In the entries below, filter for the word "errors" and copy every matching line.

SOURCE MATERIAL:
BEGIN
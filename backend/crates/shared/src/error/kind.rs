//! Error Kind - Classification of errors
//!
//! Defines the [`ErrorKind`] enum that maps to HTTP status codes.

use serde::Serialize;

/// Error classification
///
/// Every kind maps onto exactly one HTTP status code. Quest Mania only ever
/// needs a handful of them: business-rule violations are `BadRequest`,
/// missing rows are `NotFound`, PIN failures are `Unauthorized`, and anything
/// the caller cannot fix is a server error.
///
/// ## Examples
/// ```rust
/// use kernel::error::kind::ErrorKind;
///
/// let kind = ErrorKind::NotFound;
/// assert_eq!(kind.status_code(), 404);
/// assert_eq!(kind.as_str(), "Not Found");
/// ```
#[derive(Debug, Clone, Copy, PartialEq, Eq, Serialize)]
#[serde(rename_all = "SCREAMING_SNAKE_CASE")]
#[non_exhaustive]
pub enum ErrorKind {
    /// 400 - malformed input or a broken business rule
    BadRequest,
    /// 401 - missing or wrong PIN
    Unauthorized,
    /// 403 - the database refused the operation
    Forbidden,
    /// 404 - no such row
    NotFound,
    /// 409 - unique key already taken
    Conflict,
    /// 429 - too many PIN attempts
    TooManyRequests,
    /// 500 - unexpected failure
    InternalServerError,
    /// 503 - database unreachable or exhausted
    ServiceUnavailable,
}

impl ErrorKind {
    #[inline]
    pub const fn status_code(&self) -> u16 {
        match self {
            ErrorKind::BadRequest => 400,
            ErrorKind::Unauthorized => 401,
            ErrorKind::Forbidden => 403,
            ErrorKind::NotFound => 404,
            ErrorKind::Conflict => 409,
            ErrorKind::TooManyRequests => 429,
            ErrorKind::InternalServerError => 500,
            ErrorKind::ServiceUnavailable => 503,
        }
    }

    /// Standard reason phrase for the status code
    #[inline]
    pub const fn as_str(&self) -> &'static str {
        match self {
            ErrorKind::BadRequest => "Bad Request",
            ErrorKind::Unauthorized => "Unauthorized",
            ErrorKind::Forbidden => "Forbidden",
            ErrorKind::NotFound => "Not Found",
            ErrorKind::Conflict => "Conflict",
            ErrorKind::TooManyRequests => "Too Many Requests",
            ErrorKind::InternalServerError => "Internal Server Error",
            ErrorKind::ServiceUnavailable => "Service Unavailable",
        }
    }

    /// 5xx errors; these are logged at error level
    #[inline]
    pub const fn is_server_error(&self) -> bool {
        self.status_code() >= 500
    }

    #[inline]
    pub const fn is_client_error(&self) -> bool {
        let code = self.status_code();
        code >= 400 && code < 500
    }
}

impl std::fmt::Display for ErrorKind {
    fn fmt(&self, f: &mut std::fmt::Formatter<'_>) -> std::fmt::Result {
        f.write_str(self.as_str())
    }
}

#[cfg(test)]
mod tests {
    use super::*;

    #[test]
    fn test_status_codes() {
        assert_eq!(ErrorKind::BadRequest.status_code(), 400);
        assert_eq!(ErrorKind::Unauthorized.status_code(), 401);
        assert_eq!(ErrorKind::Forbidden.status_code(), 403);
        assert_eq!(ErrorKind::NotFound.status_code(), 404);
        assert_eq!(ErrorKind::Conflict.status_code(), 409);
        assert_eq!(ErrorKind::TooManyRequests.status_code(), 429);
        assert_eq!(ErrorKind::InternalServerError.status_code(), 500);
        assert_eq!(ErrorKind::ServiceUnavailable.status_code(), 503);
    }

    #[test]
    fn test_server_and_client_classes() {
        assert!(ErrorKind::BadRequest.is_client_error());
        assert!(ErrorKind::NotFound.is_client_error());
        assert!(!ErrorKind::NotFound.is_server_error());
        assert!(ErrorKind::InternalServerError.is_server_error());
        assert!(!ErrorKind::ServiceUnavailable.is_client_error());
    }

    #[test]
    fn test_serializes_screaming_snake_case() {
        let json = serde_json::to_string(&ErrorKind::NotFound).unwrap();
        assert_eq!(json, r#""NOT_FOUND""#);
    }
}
END
RESULT:
//! Error Kind - Classification of errors
    /// 5xx errors; these are logged at error level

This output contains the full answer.